[[ DATASET ENTRIES open ]]
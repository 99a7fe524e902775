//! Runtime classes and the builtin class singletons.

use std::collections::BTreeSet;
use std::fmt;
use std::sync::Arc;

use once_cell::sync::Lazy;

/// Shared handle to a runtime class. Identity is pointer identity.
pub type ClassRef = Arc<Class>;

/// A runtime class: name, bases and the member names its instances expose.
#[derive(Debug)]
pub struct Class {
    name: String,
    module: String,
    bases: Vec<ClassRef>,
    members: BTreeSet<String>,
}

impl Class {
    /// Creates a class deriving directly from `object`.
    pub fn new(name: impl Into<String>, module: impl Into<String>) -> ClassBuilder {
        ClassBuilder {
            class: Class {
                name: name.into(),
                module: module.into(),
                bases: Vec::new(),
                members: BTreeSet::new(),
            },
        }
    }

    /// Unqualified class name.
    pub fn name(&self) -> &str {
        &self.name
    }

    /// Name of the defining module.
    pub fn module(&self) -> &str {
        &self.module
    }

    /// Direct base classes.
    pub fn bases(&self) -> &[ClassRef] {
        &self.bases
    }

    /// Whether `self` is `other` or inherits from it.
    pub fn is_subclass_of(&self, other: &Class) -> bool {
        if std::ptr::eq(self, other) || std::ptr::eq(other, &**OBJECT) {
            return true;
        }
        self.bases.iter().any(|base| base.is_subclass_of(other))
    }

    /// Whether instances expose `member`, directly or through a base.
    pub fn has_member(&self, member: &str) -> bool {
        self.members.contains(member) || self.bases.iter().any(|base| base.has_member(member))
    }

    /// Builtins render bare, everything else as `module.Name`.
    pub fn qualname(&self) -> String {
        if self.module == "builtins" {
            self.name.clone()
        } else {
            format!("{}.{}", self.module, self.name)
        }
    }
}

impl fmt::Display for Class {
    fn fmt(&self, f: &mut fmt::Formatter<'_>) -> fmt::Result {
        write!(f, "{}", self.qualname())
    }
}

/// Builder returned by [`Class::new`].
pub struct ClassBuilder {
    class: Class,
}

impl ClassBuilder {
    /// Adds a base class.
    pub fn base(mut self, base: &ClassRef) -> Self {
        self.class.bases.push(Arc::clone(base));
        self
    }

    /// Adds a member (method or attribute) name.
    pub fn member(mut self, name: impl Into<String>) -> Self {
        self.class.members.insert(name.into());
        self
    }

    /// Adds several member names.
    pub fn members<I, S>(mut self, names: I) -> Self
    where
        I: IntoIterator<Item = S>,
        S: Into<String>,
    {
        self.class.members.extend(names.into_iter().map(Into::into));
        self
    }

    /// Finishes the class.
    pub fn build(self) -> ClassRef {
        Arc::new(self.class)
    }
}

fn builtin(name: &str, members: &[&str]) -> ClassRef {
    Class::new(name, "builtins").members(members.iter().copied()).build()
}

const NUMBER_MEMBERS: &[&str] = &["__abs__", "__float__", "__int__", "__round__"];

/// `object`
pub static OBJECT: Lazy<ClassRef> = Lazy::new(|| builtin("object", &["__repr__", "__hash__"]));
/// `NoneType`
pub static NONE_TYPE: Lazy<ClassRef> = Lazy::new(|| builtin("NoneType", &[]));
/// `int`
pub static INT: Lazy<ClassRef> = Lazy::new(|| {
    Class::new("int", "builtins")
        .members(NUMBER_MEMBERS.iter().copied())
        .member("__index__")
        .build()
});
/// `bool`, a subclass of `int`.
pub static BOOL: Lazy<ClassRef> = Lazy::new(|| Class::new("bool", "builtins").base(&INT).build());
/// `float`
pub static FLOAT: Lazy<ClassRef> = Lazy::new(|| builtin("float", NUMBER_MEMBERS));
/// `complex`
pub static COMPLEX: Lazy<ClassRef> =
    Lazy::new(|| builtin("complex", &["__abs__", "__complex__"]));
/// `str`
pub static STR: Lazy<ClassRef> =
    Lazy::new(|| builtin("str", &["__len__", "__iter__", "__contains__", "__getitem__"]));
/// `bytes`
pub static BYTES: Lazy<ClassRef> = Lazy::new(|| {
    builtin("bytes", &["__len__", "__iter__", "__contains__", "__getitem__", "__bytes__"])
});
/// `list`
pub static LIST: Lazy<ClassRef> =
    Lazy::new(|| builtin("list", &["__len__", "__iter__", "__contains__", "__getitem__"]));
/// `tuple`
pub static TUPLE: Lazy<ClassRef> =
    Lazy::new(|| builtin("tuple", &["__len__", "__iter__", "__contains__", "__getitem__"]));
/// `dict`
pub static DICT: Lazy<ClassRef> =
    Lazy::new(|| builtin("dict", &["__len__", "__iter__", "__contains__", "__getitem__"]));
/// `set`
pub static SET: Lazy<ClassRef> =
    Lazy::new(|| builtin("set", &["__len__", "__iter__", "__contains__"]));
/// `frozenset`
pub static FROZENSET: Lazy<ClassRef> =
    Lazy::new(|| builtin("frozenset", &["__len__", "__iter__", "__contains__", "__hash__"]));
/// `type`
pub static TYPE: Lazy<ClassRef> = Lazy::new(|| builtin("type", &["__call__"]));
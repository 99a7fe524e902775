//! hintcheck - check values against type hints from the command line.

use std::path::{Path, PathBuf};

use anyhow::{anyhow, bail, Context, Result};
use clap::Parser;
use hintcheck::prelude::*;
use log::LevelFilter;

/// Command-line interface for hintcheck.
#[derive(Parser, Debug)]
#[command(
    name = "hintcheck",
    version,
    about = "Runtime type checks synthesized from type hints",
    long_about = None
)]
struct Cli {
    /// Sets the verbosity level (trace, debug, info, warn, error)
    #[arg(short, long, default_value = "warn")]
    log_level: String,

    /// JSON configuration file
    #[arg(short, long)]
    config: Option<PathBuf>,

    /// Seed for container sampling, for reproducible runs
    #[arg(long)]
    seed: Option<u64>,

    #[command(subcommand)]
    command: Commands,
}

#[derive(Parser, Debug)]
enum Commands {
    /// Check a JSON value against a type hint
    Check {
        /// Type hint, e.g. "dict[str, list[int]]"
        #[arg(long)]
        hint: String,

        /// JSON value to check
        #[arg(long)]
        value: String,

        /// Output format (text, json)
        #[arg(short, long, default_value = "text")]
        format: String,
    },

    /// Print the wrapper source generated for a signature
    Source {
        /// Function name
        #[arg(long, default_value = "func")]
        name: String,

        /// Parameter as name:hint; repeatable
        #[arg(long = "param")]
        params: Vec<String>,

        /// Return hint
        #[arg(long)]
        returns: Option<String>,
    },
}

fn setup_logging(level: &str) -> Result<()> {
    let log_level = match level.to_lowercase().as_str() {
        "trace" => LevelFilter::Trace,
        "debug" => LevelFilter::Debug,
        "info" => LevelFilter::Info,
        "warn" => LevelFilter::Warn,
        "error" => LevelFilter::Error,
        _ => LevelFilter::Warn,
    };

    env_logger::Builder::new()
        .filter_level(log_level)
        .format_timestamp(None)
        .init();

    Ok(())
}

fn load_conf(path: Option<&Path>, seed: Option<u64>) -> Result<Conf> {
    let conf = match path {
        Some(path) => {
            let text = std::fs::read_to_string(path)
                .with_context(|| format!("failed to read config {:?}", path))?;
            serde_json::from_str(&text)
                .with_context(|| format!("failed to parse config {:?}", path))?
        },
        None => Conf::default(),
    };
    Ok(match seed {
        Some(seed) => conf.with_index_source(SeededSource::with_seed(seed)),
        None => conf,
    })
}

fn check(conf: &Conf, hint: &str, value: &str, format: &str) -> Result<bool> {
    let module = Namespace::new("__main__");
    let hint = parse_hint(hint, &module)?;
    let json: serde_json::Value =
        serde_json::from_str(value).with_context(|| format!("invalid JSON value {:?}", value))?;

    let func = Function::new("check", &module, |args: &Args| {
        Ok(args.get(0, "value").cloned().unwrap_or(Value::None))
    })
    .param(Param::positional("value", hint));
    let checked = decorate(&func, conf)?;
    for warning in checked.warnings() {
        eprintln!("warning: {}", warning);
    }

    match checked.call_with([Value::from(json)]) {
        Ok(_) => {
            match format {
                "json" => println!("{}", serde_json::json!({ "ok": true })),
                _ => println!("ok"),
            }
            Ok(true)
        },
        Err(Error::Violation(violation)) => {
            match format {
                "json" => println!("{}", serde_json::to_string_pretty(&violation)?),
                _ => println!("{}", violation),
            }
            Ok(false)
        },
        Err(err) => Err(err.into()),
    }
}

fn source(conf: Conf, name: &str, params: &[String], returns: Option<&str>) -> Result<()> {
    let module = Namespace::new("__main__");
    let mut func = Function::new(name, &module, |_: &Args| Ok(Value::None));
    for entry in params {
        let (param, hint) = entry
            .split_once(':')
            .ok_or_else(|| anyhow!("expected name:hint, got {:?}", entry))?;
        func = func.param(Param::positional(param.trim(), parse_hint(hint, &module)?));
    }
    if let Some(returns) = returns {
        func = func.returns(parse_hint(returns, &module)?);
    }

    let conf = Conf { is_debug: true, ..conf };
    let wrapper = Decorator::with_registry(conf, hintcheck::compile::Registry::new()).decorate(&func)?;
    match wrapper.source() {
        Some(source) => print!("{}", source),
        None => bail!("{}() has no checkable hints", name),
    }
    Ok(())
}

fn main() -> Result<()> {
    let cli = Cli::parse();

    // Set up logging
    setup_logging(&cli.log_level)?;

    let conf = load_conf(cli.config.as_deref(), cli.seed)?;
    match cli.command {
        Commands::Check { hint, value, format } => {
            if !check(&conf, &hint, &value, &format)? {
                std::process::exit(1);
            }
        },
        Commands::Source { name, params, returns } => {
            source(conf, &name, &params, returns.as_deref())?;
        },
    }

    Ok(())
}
[[ DATASET ENTRIES closed ]]
TRY IT: Copy each line of the entries in which the string "expose" is found.

ANSWER TO THE PROBLEM:
/// A runtime class: name, bases and the member names its instances expose.
    /// Whether instances expose `member`, directly or through a base.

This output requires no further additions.